PROBLEM DETAILS - From the records below, work out how many lines contain "deadline". Reply with that number alone.

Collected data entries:
//! Unix timestamp utilities for intent validity windows.
//!
//! This module provides the [`UnixTimestamp`] type used throughout the crate
//! to represent time-bounded payment authorizations: the `deadline` of a
//! [`TransferIntent`](crate::intent::TransferIntent), the expiry of a
//! signature-transfer permit, and the block clock of the simulated ledger.

use serde::{Deserialize, Deserializer, Serialize, Serializer};
use std::fmt::{Display, Formatter};
use std::ops::{Add, Sub};
use std::time::SystemTime;

/// A Unix timestamp representing seconds since the Unix epoch (1970-01-01T00:00:00Z).
///
/// # Serialization
///
/// Serialized as a stringified integer to avoid loss of precision in JSON, since
/// JavaScript's `Number` type cannot safely represent all 64-bit integers.
///
/// ```json
/// "1699999999"
/// ```
///
/// # Example
///
/// ```
/// use transfers_rs::timestamp::UnixTimestamp;
///
/// let now = UnixTimestamp::now();
/// let deadline = now + 3600;
/// assert!(deadline > now);
/// ```
#[derive(Debug, Clone, Copy, PartialEq, PartialOrd, Ord, Eq, Hash)]
pub struct UnixTimestamp(u64);

impl Serialize for UnixTimestamp {
    fn serialize<S: Serializer>(&self, serializer: S) -> Result<S::Ok, S::Error> {
        serializer.serialize_str(&self.0.to_string())
    }
}

impl<'de> Deserialize<'de> for UnixTimestamp {
    fn deserialize<D>(deserializer: D) -> Result<Self, D::Error>
    where
        D: Deserializer<'de>,
    {
        let s = String::deserialize(deserializer)?;
        let ts = s
            .parse::<u64>()
            .map_err(|_| serde::de::Error::custom("timestamp must be a non-negative integer"))?;
        Ok(UnixTimestamp(ts))
    }
}

impl Display for UnixTimestamp {
    fn fmt(&self, f: &mut Formatter<'_>) -> std::fmt::Result {
        write!(f, "{}", self.0)
    }
}

impl Add<u64> for UnixTimestamp {
    type Output = Self;

    fn add(self, rhs: u64) -> Self::Output {
        UnixTimestamp(self.0 + rhs)
    }
}

impl Sub<u64> for UnixTimestamp {
    type Output = Self;

    fn sub(self, rhs: u64) -> Self::Output {
        UnixTimestamp(self.0.saturating_sub(rhs))
    }
}

impl UnixTimestamp {
    /// Creates a new [`UnixTimestamp`] from a raw seconds value.
    pub fn from_secs(secs: u64) -> Self {
        Self(secs)
    }

    /// Returns the current system time as a [`UnixTimestamp`].
    ///
    /// # Panics
    ///
    /// Panics if the system clock is set to a time before the Unix epoch,
    /// which should never happen on properly configured systems.
    pub fn now() -> Self {
        let now = SystemTime::now()
            .duration_since(SystemTime::UNIX_EPOCH)
            .expect("SystemTime before UNIX epoch?!?")
            .as_secs();
        Self(now)
    }

    /// Returns the timestamp as raw seconds since the Unix epoch.
    pub fn as_secs(&self) -> u64 {
        self.0
    }
}

#[cfg(test)]
mod tests {
    use super::*;

    #[test]
    fn test_serializes_as_string() {
        let ts = UnixTimestamp::from_secs(1699999999);
        let json = serde_json::to_string(&ts).unwrap();
        assert_eq!(json, "\"1699999999\"");
    }

    #[test]
    fn test_deserializes_from_string() {
        let ts: UnixTimestamp = serde_json::from_str("\"1699999999\"").unwrap();
        assert_eq!(ts.as_secs(), 1699999999);
    }

    #[test]
    fn test_rejects_non_numeric() {
        let result: Result<UnixTimestamp, _> = serde_json::from_str("\"soon\"");
        assert!(result.is_err());
    }

    #[test]
    fn test_add_and_sub() {
        let ts = UnixTimestamp::from_secs(100);
        assert_eq!((ts + 50).as_secs(), 150);
        assert_eq!((ts - 30).as_secs(), 70);
        assert_eq!((ts - 200).as_secs(), 0);
    }
}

TASK RESPONSE - 3